Ummu ‘Aqeel then said to the man, “Please attend to the needs of these people.” He thus dismounted from the camel, slaughtered a sheep, prepared it with salt and served it to us. We thus ate, while marvelling at the sabr (patience and composure) of Ummu ‘Aqeel.

After we completed the meal, she asked us, “Tell me, are any of you well-versed with the book of Allah Ta‘ala (i.e. the Quraan Majeed)?” When I replied that I was, she said, “Please recite to me some verses from the book of Allah Ta‘ala through which I may take solace.”

I thus recited the following verses:

وَبَشِّرِ الصَّابِرِينَ ﴿١٥٥﴾ الَّذِينَ إِذَا أَصَابَتْهُم مُّصِيبَةٌ قَالُوا إِنَّا لِلَّـهِ وَإِنَّا إِلَيْهِ رَاجِعُونَ ﴿١٥٦﴾ أُولَـٰئِكَ عَلَيْهِمْ صَلَوَاتٌ مِّن رَّبِّهِمْ وَرَحْمَةٌ ۖ وَأُولَـٰئِكَ هُمُ الْمُهْتَدُونَ ﴿١٥٧﴾

And give glad tidings to the patients ones – those who when a calamity befalls them, they say, “Indeed to Allah Ta‘ala alone do we belong, and indeed to Him alone will we return.” Those – upon them are special blessings from their Rabb and Divine mercy, and those – they are the rightly-guided. (Surah Baqarah v155 – 157)

When Ummu ‘Aqeel heard these verses, she asked in wonder, “Is this really what is mentioned in the book of Allah Ta‘ala?” I replied, “By Allah! This is exactly what is mentioned in the book of Allah Ta‘ala!”
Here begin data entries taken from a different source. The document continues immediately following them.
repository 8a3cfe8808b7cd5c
//! Infrastructure layer: queue storage backends, queue services and their config.

pub mod config;
pub mod queue;
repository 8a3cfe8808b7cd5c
//! Closed status vocabularies for jobs and submissions.

use core::str::FromStr;

use serde::{Deserialize, Serialize};

use courier_core::DomainError;

/// Lifecycle status of a job.
#[derive(Debug, Copy, Clone, PartialEq, Eq, Hash, Serialize, Deserialize)]
#[serde(rename_all = "snake_case")]
pub enum JobStatus {
    /// Created; no submission has been picked up yet.
    Queued,
    /// At least one submission is in flight or finished, and work remains.
    Running,
    /// No pending or running submissions remain.
    Completed,
    /// Cancelled by an operator. Terminal.
    Cancelled,
}

impl JobStatus {
    pub fn as_str(&self) -> &'static str {
        match self {
            JobStatus::Queued => "queued",
            JobStatus::Running => "running",
            JobStatus::Completed => "completed",
            JobStatus::Cancelled => "cancelled",
        }
    }
}

impl FromStr for JobStatus {
    type Err = DomainError;

    fn from_str(s: &str) -> Result<Self, Self::Err> {
        match s {
            "queued" => Ok(JobStatus::Queued),
            "running" => Ok(JobStatus::Running),
            "completed" => Ok(JobStatus::Completed),
            "cancelled" => Ok(JobStatus::Cancelled),
            other => Err(DomainError::invalid_input(format!("unknown job status '{other}'"))),
        }
    }
}

impl core::fmt::Display for JobStatus {
    fn fmt(&self, f: &mut core::fmt::Formatter<'_>) -> core::fmt::Result {
        f.write_str(self.as_str())
    }
}

/// Lifecycle status of a submission.
#[derive(Debug, Copy, Clone, PartialEq, Eq, Hash, Serialize, Deserialize)]
#[serde(rename_all = "snake_case")]
pub enum SubmissionStatus {
    Pending,
    Running,
    Success,
    Failed,
    Cancelled,
}

impl SubmissionStatus {
    pub const ALL: [SubmissionStatus; 5] = [
        SubmissionStatus::Pending,
        SubmissionStatus::Running,
        SubmissionStatus::Success,
        SubmissionStatus::Failed,
        SubmissionStatus::Cancelled,
    ];

    pub fn as_str(&self) -> &'static str {
        match self {
            SubmissionStatus::Pending => "pending",
            SubmissionStatus::Running => "running",
            SubmissionStatus::Success => "success",
            SubmissionStatus::Failed => "failed",
            SubmissionStatus::Cancelled => "cancelled",
        }
    }

    /// `success`, `failed` and `cancelled` end a processing round.
    ///
    /// `failed` can still be re-queued by an explicit retry.
    pub fn is_terminal(&self) -> bool {
        matches!(
            self,
            SubmissionStatus::Success | SubmissionStatus::Failed | SubmissionStatus::Cancelled
        )
    }
}

impl FromStr for SubmissionStatus {
    type Err = DomainError;

    fn from_str(s: &str) -> Result<Self, Self::Err> {
        match s {
            "pending" => Ok(SubmissionStatus::Pending),
            "running" => Ok(SubmissionStatus::Running),
            "success" => Ok(SubmissionStatus::Success),
            "failed" => Ok(SubmissionStatus::Failed),
            "cancelled" => Ok(SubmissionStatus::Cancelled),
            other => Err(DomainError::invalid_input(format!(
                "unknown submission status '{other}'"
            ))),
        }
    }
}

impl core::fmt::Display for SubmissionStatus {
    fn fmt(&self, f: &mut core::fmt::Formatter<'_>) -> core::fmt::Result {
        f.write_str(self.as_str())
    }
}

/// Outcome a worker reports for a leased submission.
#[derive(Debug, Copy, Clone, PartialEq, Eq, Serialize, Deserialize)]
#[serde(rename_all = "snake_case")]
pub enum Outcome {
    Success,
    Failed,
}

impl Outcome {
    pub fn as_str(&self) -> &'static str {
        match self {
            Outcome::Success => "success",
            Outcome::Failed => "failed",
        }
    }
}

impl FromStr for Outcome {
    type Err = DomainError;

    fn from_str(s: &str) -> Result<Self, Self::Err> {
        match s {
            "success" => Ok(Outcome::Success),
            "failed" => Ok(Outcome::Failed),
            other => Err(DomainError::invalid_input(format!(
                "reported status must be 'success' or 'failed', got '{other}'"
            ))),
        }
    }
}

impl core::fmt::Display for Outcome {
    fn fmt(&self, f: &mut core::fmt::Formatter<'_>) -> core::fmt::Result {
        f.write_str(self.as_str())
    }
}

#[cfg(test)]
mod tests {
    use super::*;

    #[test]
    fn statuses_parse_their_own_names() {
        for status in SubmissionStatus::ALL {
            assert_eq!(status.as_str().parse::<SubmissionStatus>().unwrap(), status);
        }
        for status in [
            JobStatus::Queued,
            JobStatus::Running,
            JobStatus::Completed,
            JobStatus::Cancelled,
        ] {
            assert_eq!(status.as_str().parse::<JobStatus>().unwrap(), status);
        }
    }

    #[test]
    fn outcome_rejects_non_terminal_statuses() {
        assert!(matches!(
            "running".parse::<Outcome>(),
            Err(DomainError::InvalidInput(_))
        ));
    }

    #[test]
    fn serde_uses_snake_case() {
        let json = serde_json::to_string(&SubmissionStatus::Cancelled).unwrap();
        assert_eq!(json, "\"cancelled\"");
    }
}
use chrono::{DateTime, Utc};
use serde::{Deserialize, Serialize};
use thiserror::Error;

use crate::{PrincipalId, Role};

/// JWT claims carried by interactive (operator console) tokens.
///
/// Timestamps use the registered `iat`/`exp` names as seconds since the epoch.
#[derive(Debug, Clone, PartialEq, Eq, Serialize, Deserialize)]
pub struct JwtClaims {
    /// Who the token was issued to. Must not be blank.
    pub sub: PrincipalId,

    /// RBAC roles granted to the subject.
    #[serde(default)]
    pub roles: Vec<Role>,

    #[serde(rename = "iat", with = "chrono::serde::ts_seconds")]
    pub issued_at: DateTime<Utc>,

    #[serde(rename = "exp", with = "chrono::serde::ts_seconds")]
    pub expires_at: DateTime<Utc>,
}

#[derive(Debug, Error, Clone, PartialEq, Eq)]
pub enum TokenValidationError {
    #[error("token has expired")]
    Expired,

    #[error("token not yet valid (issued_at is in the future)")]
    NotYetValid,

    #[error("invalid token time window (expires_at <= issued_at)")]
    InvalidTimeWindow,

    #[error("malformed token: {0}")]
    Malformed(String),

    #[error("token signature is invalid")]
    BadSignature,
}

/// Deterministically validate decoded claims: a named subject and a live time window.
pub fn validate_claims(claims: &JwtClaims, now: DateTime<Utc>) -> Result<(), TokenValidationError> {
    if claims.sub.is_blank() {
        return Err(TokenValidationError::Malformed("missing subject".to_string()));
    }
    if claims.expires_at <= claims.issued_at {
        return Err(TokenValidationError::InvalidTimeWindow);
    }
    if now < claims.issued_at {
        return Err(TokenValidationError::NotYetValid);
    }
    if now >= claims.expires_at {
        return Err(TokenValidationError::Expired);
    }
    Ok(())
}
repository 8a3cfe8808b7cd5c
//! HTTP API: server, routing, and request/response mapping.

pub mod app;
pub mod authz;
pub mod config;
pub mod context;
pub mod middleware;
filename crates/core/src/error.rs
//! Domain error model.

use thiserror::Error;

/// Result type used across the domain layer.
pub type DomainResult<T> = Result<T, DomainError>;

/// Domain-level error.
///
/// These are deterministic, per-request failures. None of them is fatal to the
/// process; a caller can always retry the corresponding operation. "No work
/// available" is not represented here: claiming returns `Ok(None)` instead.
#[derive(Debug, Error, Clone, PartialEq, Eq)]
pub enum DomainError {
    /// Unknown job or submission id.
    #[error("not found: {0}")]
    NotFound(String),

    /// A value failed validation (empty target list, malformed limit, ...).
    #[error("invalid input: {0}")]
    InvalidInput(String),

    /// The submission state machine does not allow the requested move.
    #[error("invalid transition: {0}")]
    InvalidTransition(String),

    /// The caller's lease expired or was superseded by another claim.
    #[error("stale lease: {0}")]
    StaleLease(String),

    /// The operation conflicts with in-flight work (e.g. delete with active leases).
    #[error("conflict: {0}")]
    Conflict(String),
}

impl DomainError {
    pub fn not_found(msg: impl Into<String>) -> Self {
        Self::NotFound(msg.into())
    }

    pub fn invalid_input(msg: impl Into<String>) -> Self {
        Self::InvalidInput(msg.into())
    }

    pub fn invalid_transition(msg: impl Into<String>) -> Self {
        Self::InvalidTransition(msg.into())
    }

    pub fn stale_lease(msg: impl Into<String>) -> Self {
        Self::StaleLease(msg.into())
    }

    pub fn conflict(msg: impl Into<String>) -> Self {
        Self::Conflict(msg.into())
    }

    /// Stable machine-readable code, used in API error bodies.
    pub fn code(&self) -> &'static str {
        match self {
            DomainError::NotFound(_) => "not_found",
            DomainError::InvalidInput(_) => "invalid_input",
            DomainError::InvalidTransition(_) => "invalid_transition",
            DomainError::StaleLease(_) => "stale_lease",
            DomainError::Conflict(_) => "conflict",
        }
    }
}
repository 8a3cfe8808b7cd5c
//! Tracing/logging initialization.

use tracing_subscriber::EnvFilter;

/// Output format for log lines.
#[derive(Debug, Clone, Copy, PartialEq, Eq, Default)]
pub enum LogFormat {
    /// One JSON object per line.
    #[default]
    Json,
    /// Human-readable, for local development.
    Pretty,
}

impl LogFormat {
    /// `LOG_FORMAT=pretty` selects [`LogFormat::Pretty`]; anything else is JSON.
    pub fn from_env() -> Self {
        Self::parse(std::env::var("LOG_FORMAT").ok().as_deref())
    }

    fn parse(raw: Option<&str>) -> Self {
        match raw.map(str::trim) {
            Some(v) if v.eq_ignore_ascii_case("pretty") => LogFormat::Pretty,
            _ => LogFormat::Json,
        }
    }
}

/// Initialize tracing/logging for the process, filtered by `RUST_LOG` (default `info`).
///
/// Safe to call multiple times (subsequent calls are no-ops).
pub fn init(format: LogFormat) {
    let filter = EnvFilter::try_from_default_env().unwrap_or_else(|_| EnvFilter::new("info"));

    let _ = match format {
        LogFormat::Json => tracing_subscriber::fmt()
            .with_env_filter(filter)
            .json()
            .with_timer(tracing_subscriber::fmt::time::SystemTime)
            .with_target(false)
            .try_init(),
        LogFormat::Pretty => tracing_subscriber::fmt()
            .with_env_filter(filter)
            .pretty()
            .try_init(),
    };
}
use std::sync::Arc;

use axum::{
    Json, Router,
    body::Body,
    extract::{
        Extension, Path, Query,
        rejection::{JsonRejection, QueryRejection},
    },
    http::{StatusCode, header},
    response::IntoResponse,
    routing::{get, post},
};

use courier_auth::jobs;
use courier_core::{JobId, SubmissionId};
use courier_infra::queue::SubmissionFilter;
use courier_jobs::SubmissionStatus;

use crate::app::dto::{self, PageResponse};
use crate::app::errors;
use crate::app::routes::common::guard;
use crate::app::services::AppServices;
use crate::context::PrincipalContext;

pub fn router() -> Router {
    Router::new()
        .route("/", get(list_jobs).post(create_job))
        .route("/:id", get(get_job).delete(delete_job))
        .route("/:id/submissions", get(list_submissions))
        .route("/:id/submissions/:submission_id", get(get_submission))
        .route("/:id/retry-failed", post(retry_failed))
        .route("/:id/cancel", post(cancel_job))
        .route("/:id/recompute-counts", post(recompute_counts))
        .route("/:id/export.csv", get(export_csv))
}

fn parse_job_id(raw: &str) -> Result<JobId, axum::response::Response> {
    raw.parse().map_err(errors::domain_error_to_response)
}

pub async fn list_jobs(
    Extension(services): Extension<Arc<AppServices>>,
    Extension(principal): Extension<PrincipalContext>,
    query: Result<Query<dto::ListQuery>, QueryRejection>,
) -> axum::response::Response {
    if let Err(resp) = guard(&principal, jobs::READ) {
        return resp;
    }
    let Query(query) = match query {
        Ok(q) => q,
        Err(e) => return errors::query_rejection(e),
    };

    match services.jobs.list(query.pagination()).await {
        Ok(page) => Json(PageResponse::from(page)).into_response(),
        Err(e) => errors::queue_error_to_response(e),
    }
}

pub async fn create_job(
    Extension(services): Extension<Arc<AppServices>>,
    Extension(principal): Extension<PrincipalContext>,
    body: Result<Json<dto::CreateJobRequest>, JsonRejection>,
) -> axum::response::Response {
    if let Err(resp) = guard(&principal, jobs::WRITE) {
        return resp;
    }
    let Json(body) = match body {
        Ok(b) => b,
        Err(e) => return errors::json_rejection(e),
    };

    match services.jobs.create(body.into()).await {
        Ok(job) => (StatusCode::CREATED, Json(job)).into_response(),
        Err(e) => errors::queue_error_to_response(e),
    }
}

pub async fn get_job(
    Extension(services): Extension<Arc<AppServices>>,
    Extension(principal): Extension<PrincipalContext>,
    Path(id): Path<String>,
) -> axum::response::Response {
    if let Err(resp) = guard(&principal, jobs::READ) {
        return resp;
    }
    let id = match parse_job_id(&id) {
        Ok(v) => v,
        Err(resp) => return resp,
    };

    match services.jobs.get(id).await {
        Ok(job) => Json(job).into_response(),
        Err(e) => errors::queue_error_to_response(e),
    }
}

pub async fn list_submissions(
    Extension(services): Extension<Arc<AppServices>>,
    Extension(principal): Extension<PrincipalContext>,
    Path(id): Path<String>,
    query: Result<Query<dto::SubmissionListQuery>, QueryRejection>,
) -> axum::response::Response {
    if let Err(resp) = guard(&principal, jobs::READ) {
        return resp;
    }
    let id = match parse_job_id(&id) {
        Ok(v) => v,
        Err(resp) => return resp,
    };
    let Query(query) = match query {
        Ok(q) => q,
        Err(e) => return errors::query_rejection(e),
    };

    let filter = match query.status.as_deref().map(str::parse::<SubmissionStatus>).transpose() {
        Ok(status) => SubmissionFilter { status },
        Err(e) => return errors::domain_error_to_response(e),
    };
    let pagination = dto::ListQuery {
        limit: query.limit,
        offset: query.offset,
    }
    .pagination();

    match services.submissions.list_by_job(id, filter, pagination).await {
        Ok(page) => Json(PageResponse::from_page(page, dto::console_submission)).into_response(),
        Err(e) => errors::queue_error_to_response(e),
    }
}

pub async fn get_submission(
    Extension(services): Extension<Arc<AppServices>>,
    Extension(principal): Extension<PrincipalContext>,
    Path((id, submission_id)): Path<(String, String)>,
) -> axum::response::Response {
    if let Err(resp) = guard(&principal, jobs::READ) {
        return resp;
    }
    let id = match parse_job_id(&id) {
        Ok(v) => v,
        Err(resp) => return resp,
    };
    let submission_id: SubmissionId = match submission_id.parse() {
        Ok(v) => v,
        Err(e) => return errors::domain_error_to_response(e),
    };

    match services.submissions.get_in_job(id, submission_id).await {
        Ok(sub) => Json(dto::console_submission(sub)).into_response(),
        Err(e) => errors::queue_error_to_response(e),
    }
}

pub async fn retry_failed(
    Extension(services): Extension<Arc<AppServices>>,
    Extension(principal): Extension<PrincipalContext>,
    Path(id): Path<String>,
    body: Result<Json<dto::RetryFailedRequest>, JsonRejection>,
) -> axum::response::Response {
    if let Err(resp) = guard(&principal, jobs::WRITE) {
        return resp;
    }
    let id = match parse_job_id(&id) {
        Ok(v) => v,
        Err(resp) => return resp,
    };
    let Json(body) = match body {
        Ok(b) => b,
        Err(e) => return errors::json_rejection(e),
    };

    match services.retry.retry_failed(id, body.limit).await {
        Ok(retried) => Json(dto::RetryFailedResponse { retried }).into_response(),
        Err(e) => errors::queue_error_to_response(e),
    }
}

pub async fn cancel_job(
    Extension(services): Extension<Arc<AppServices>>,
    Extension(principal): Extension<PrincipalContext>,
    Path(id): Path<String>,
) -> axum::response::Response {
    if let Err(resp) = guard(&principal, jobs::WRITE) {
        return resp;
    }
    let id = match parse_job_id(&id) {
        Ok(v) => v,
        Err(resp) => return resp,
    };

    match services.jobs.cancel(id).await {
        Ok(job) => Json(job).into_response(),
        Err(e) => errors::queue_error_to_response(e),
    }
}

pub async fn recompute_counts(
    Extension(services): Extension<Arc<AppServices>>,
    Extension(principal): Extension<PrincipalContext>,
    Path(id): Path<String>,
) -> axum::response::Response {
    if let Err(resp) = guard(&principal, jobs::WRITE) {
        return resp;
    }
    let id = match parse_job_id(&id) {
        Ok(v) => v,
        Err(resp) => return resp,
    };

    match services.retry.recompute_counts(id).await {
        Ok(job) => Json(job).into_response(),
        Err(e) => errors::queue_error_to_response(e),
    }
}

pub async fn export_csv(
    Extension(services): Extension<Arc<AppServices>>,
    Extension(principal): Extension<PrincipalContext>,
    Path(id): Path<String>,
) -> axum::response::Response {
    if let Err(resp) = guard(&principal, jobs::READ) {
        return resp;
    }
    let id = match parse_job_id(&id) {
        Ok(v) => v,
        Err(resp) => return resp,
    };

    let stream = match services.jobs.export_csv(id).await {
        Ok(s) => s,
        Err(e) => return errors::queue_error_to_response(e),
    };

    (
        StatusCode::OK,
        [
            (header::CONTENT_TYPE, "text/csv; charset=utf-8".to_string()),
            (
                header::CONTENT_DISPOSITION,
                format!("attachment; filename=\"job-{id}.csv\""),
            ),
        ],
        Body::from_stream(stream),
    )
        .into_response()
}

pub async fn delete_job(
    Extension(services): Extension<Arc<AppServices>>,
    Extension(principal): Extension<PrincipalContext>,
    Path(id): Path<String>,
) -> axum::response::Response {
    if let Err(resp) = guard(&principal, jobs::DELETE) {
        return resp;
    }
    let id = match parse_job_id(&id) {
        Ok(v) => v,
        Err(resp) => return resp,
    };

    match services.jobs.delete(id).await {
        Ok(()) => StatusCode::NO_CONTENT.into_response(),
        Err(e) => errors::queue_error_to_response(e),
    }
}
Ummu ‘Aqeel then said, “Assalaamu ‘alaikum,” and thereafter stood, performed two rakaats of salaah, raised her hands and made du‘aa in the following words, “It is to Allah Ta‘ala alone that we belong, and to Him alone that we will return, and it is from Allah Ta‘ala alone that I hope to receive reward for (exercising patience over the loss of) ‘Aqeel!” She repeated this du‘aa thrice, and then said, “O Allah! I have done what You have commanded me to do, so bless me with the abundant rewards that You have promised me!”

(Mir-aatul Jinaan vol. 2, pg. 50)


1. A Muslim, in every condition, turns his gaze towards Allah Ta‘ala and hopes for reward from Him. If he undergoes hardship, he exercises sabr (patience) and hopes for reward, and if he enjoys ease and comfort, then he expresses shukr (gratitude) and hopes for reward.

2. To feel sad and grieved over a tragedy is natural. However, such was the composure of Ummu ‘Aqeel that she did not lose herself in her sorrow, and still made arrangements for the meal of the guests. In the same way, if we are afflicted by a difficulty, we must ensure that it does not prevent us from fulfilling the rights of Allah Ta‘ala (e.g. salaah, etc.) and the rights we owe to people.

3. In Islam, purdah between strange men and women is extremely important. It is for this reason Ummu ‘Aqeel ensured that she maintained purdah with the two visitors, by making them turn away when she emerged from the tent to lay down the carpet.